Persönlicher Entwicklungsprozess in Wohnprojektgruppen

Wer sich zusammentut, um gemeinsam ein Wohnprojekt zu realisieren, denkt nicht unbedingt an einen persönlichen Entwicklungsprozess. Schließlich will man ja nur wohnen. Okay, diesmal zusammen mit anderen. Aber wieso soll dazu die eigene Entwicklung vonnöten sein?
Ich halte diese Einschätzung, sich selbst nicht entwickeln zu müssen, wenn man ein Wohnprojekt plant und verwirklicht, für eine Fehleinschätzung. Wer etwas tut, was er oder sie noch nie in ihrem Leben zuvor getan hat, sollte davon ausgehen, dass dieses Neue etwas erfordert, was er oder sie noch nicht kennt und noch nicht kann.
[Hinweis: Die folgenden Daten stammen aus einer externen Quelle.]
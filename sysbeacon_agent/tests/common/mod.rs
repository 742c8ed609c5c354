//! Scripted stand-ins for the host and pm2 collaborators.
#![allow(dead_code)]

use anyhow::{anyhow, bail};
use async_trait::async_trait;
use axum::extract::ws::Message;
use futures::channel::mpsc;
use std::path::Path;
use std::sync::{Arc, Mutex};

use sysbeacon_agent::provider::{InterfaceCounters, MetricsProvider, ProcessManager};
use sysbeacon_agent::types::{DiskInfo, MemoryInfo, Monit, Pm2Env, Pm2Process};

/// Sink type used for subscribers in tests.
pub type TestSink = mpsc::Sender<Message>;

#[derive(Debug, Clone)]
pub struct FakeHost {
    pub cpu: Vec<f32>,
    pub memory: MemoryInfo,
    pub disk: DiskInfo,
    pub interfaces: Vec<InterfaceCounters>,
    pub fail_cpu: bool,
    pub fail_memory: bool,
    pub fail_disk: bool,
    pub fail_network: bool,
    pub cpu_queries: usize,
    pub network_queries: usize,
}

impl Default for FakeHost {
    fn default() -> Self {
        Self {
            cpu: vec![12.5, 33.456],
            memory: MemoryInfo {
                total: 16_000,
                free: 6_000,
                used: 10_000,
            },
            disk: DiskInfo {
                total: 500_000,
                free: 200_000,
                used: 300_000,
            },
            interfaces: vec![iface("eth0", 1_000, 2_000)],
            fail_cpu: false,
            fail_memory: false,
            fail_disk: false,
            fail_network: false,
            cpu_queries: 0,
            network_queries: 0,
        }
    }
}

pub fn iface(name: &str, sent: u64, recv: u64) -> InterfaceCounters {
    InterfaceCounters {
        name: name.to_string(),
        bytes_sent: sent,
        bytes_recv: recv,
    }
}

/// Provider whose answers the test can change between cycles through the
/// shared handle.
#[derive(Clone, Default)]
pub struct FakeProvider(pub Arc<Mutex<FakeHost>>);

impl FakeProvider {
    pub fn new() -> (Self, Arc<Mutex<FakeHost>>) {
        let host = Arc::new(Mutex::new(FakeHost::default()));
        (Self(host.clone()), host)
    }
}

impl MetricsProvider for FakeProvider {
    fn cpu_percentages(&mut self) -> anyhow::Result<Vec<f32>> {
        let mut host = self.0.lock().unwrap();
        host.cpu_queries += 1;
        if host.fail_cpu {
            bail!("cpu counters unreadable");
        }
        Ok(host.cpu.clone())
    }

    fn memory_stats(&mut self) -> anyhow::Result<MemoryInfo> {
        let host = self.0.lock().unwrap();
        if host.fail_memory {
            bail!("meminfo unreadable");
        }
        Ok(host.memory)
    }

    fn disk_usage(&mut self, path: &Path) -> anyhow::Result<DiskInfo> {
        let host = self.0.lock().unwrap();
        if host.fail_disk {
            return Err(anyhow!("statfs {} failed", path.display()));
        }
        Ok(host.disk)
    }

    fn network_counters(&mut self) -> anyhow::Result<Vec<InterfaceCounters>> {
        let mut host = self.0.lock().unwrap();
        host.network_queries += 1;
        if host.fail_network {
            bail!("net counters unreadable");
        }
        Ok(host.interfaces.clone())
    }
}

pub struct FakePm2 {
    pub result: Result<Vec<Pm2Process>, String>,
}

impl FakePm2 {
    pub fn ok(procs: Vec<Pm2Process>) -> Arc<Self> {
        Arc::new(Self { result: Ok(procs) })
    }

    pub fn failing(msg: &str) -> Arc<Self> {
        Arc::new(Self {
            result: Err(msg.to_string()),
        })
    }
}

#[async_trait]
impl ProcessManager for FakePm2 {
    async fn list_managed_processes(&self) -> anyhow::Result<Vec<Pm2Process>> {
        self.result.clone().map_err(|e| anyhow!(e))
    }
}

pub fn pm2_proc(name: &str, pid: u32, pm_id: u32, status: &str) -> Pm2Process {
    Pm2Process {
        name: name.to_string(),
        pid,
        pm_id,
        monit: Monit {
            memory: 1024,
            cpu: 1.0,
        },
        pm2_env: Pm2Env {
            status: status.to_string(),
        },
    }
}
Wer früher als Student*in in einer WG gewohnt hat, sollte nicht meinen, das würde als Erfahrung reichen, um später, oder erst im Alter, nochmal sowas ähnliches zu starten. Die Zeiten haben sich geändert. Man selbst auch. Wir wissen alle, wie individualisiertes Wohnen und Leben geht. Aber Gemeinschaftsleben? Wie das geht, das müssen wir lernen. Zumindest die allermeisten von uns.
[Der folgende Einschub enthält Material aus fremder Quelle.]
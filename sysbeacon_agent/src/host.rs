//! Metrics collection using sysinfo.

use anyhow::{anyhow, bail};
use std::path::Path;
use sysinfo::{CpuRefreshKind, Disks, MemoryRefreshKind, Networks, RefreshKind, System};
use tracing::debug;

use crate::provider::{InterfaceCounters, MetricsProvider};
use crate::types::{DiskInfo, MemoryInfo};

/// Persistent sysinfo handles. CPU usage is computed by sysinfo against the
/// previous refresh, so the first reading after startup is 0 for every core.
pub struct SysinfoProvider {
    sys: System,
    disks: Disks,
    networks: Networks,
}

impl SysinfoProvider {
    pub fn new() -> Self {
        let refresh_kind = RefreshKind::nothing()
            .with_cpu(CpuRefreshKind::nothing().with_cpu_usage())
            .with_memory(MemoryRefreshKind::everything());
        let sys = System::new_with_specifics(refresh_kind);
        debug!(cores = sys.cpus().len(), "sysinfo handles initialised");
        Self {
            sys,
            disks: Disks::new_with_refreshed_list(),
            networks: Networks::new_with_refreshed_list(),
        }
    }
}

impl Default for SysinfoProvider {
    fn default() -> Self {
        Self::new()
    }
}

impl MetricsProvider for SysinfoProvider {
    fn cpu_percentages(&mut self) -> anyhow::Result<Vec<f32>> {
        self.sys.refresh_cpu_usage();
        let cpus = self.sys.cpus();
        if cpus.is_empty() {
            bail!("no cpus reported by the host");
        }
        Ok(cpus.iter().map(|c| c.cpu_usage()).collect())
    }

    fn memory_stats(&mut self) -> anyhow::Result<MemoryInfo> {
        self.sys.refresh_memory();
        let total = self.sys.total_memory();
        if total == 0 {
            bail!("host reported zero total memory");
        }
        Ok(MemoryInfo {
            total,
            free: self.sys.free_memory(),
            used: self.sys.used_memory(),
        })
    }

    fn disk_usage(&mut self, path: &Path) -> anyhow::Result<DiskInfo> {
        self.disks.refresh(true);
        // Deepest mount point containing `path` is the volume it lives on.
        let disk = self
            .disks
            .list()
            .iter()
            .filter(|d| path.starts_with(d.mount_point()))
            .max_by_key(|d| d.mount_point().as_os_str().len())
            .ok_or_else(|| anyhow!("no mounted volume contains {}", path.display()))?;
        let total = disk.total_space();
        let free = disk.available_space();
        Ok(DiskInfo {
            total,
            free,
            used: total.saturating_sub(free),
        })
    }

    fn network_counters(&mut self) -> anyhow::Result<Vec<InterfaceCounters>> {
        self.networks.refresh(true);
        Ok(self
            .networks
            .iter()
            .map(|(name, data)| InterfaceCounters {
                name: name.to_string(),
                bytes_sent: data.total_transmitted(),
                bytes_recv: data.total_received(),
            })
            .collect())
    }
}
Was passiert eigentlich, ganz allgemein betrachtet, wenn man etwas tut, was man noch nie getan hat?
Ich würde sagen, dass es verschiedene Strategien gibt, mit Neuem umzugehen. Die einen tun so, als würden sie sich auskennen, auch wenn das nicht der Fall ist. Dieses Verhalten ist bei Menschen zu beobachten, denen kein Verhalten für Nichtwissen und Nichtkönnen zur Verfügung steht. Sie verlieren sozusagen ihr Selbstbewusstsein wenn sie merken, dass sie etwas nicht wissen und können und kompensieren dieses für sie unangenehme Gefühl mit So-tun-als-ob. Dazu gehört auch, sich möglichst schnell möglichst viel Information über den Sachverhalt, um den es geht, zu beschaffen. Das ist heutzutage schneller als jemals zuvor möglich und führt dazu, dass Nichtwissende und Nichtkönnende mithilfe von Information den Schein erwecken, sie wüssten und sie könnten.

Eine andere Strategie mit Neuem im Leben umzugehen ist die, offen und selbstbewusst vor sich selbst und anderen zuzugeben, dass er oder sie das nicht kennt, kann, weiß und deshalb bereit ist, es zu lernen. Lernen aber ist viel mehr als Information zu sammeln. Das wäre ja bloßes Kopflernen und nachplappern. Wer sich aber aktiv für das Gelingen einer Gemeinschaft einbringen will, der oder die muss sich in einen persönlichen Entwicklungsprozess begeben. Und nur mit sich selbst entwickelnden Personen, die sich als Subjekte positionieren, kann sich auch ein gesunder Gemeinschaftsprozess entwickeln. Davon bin ich fest überzeugt.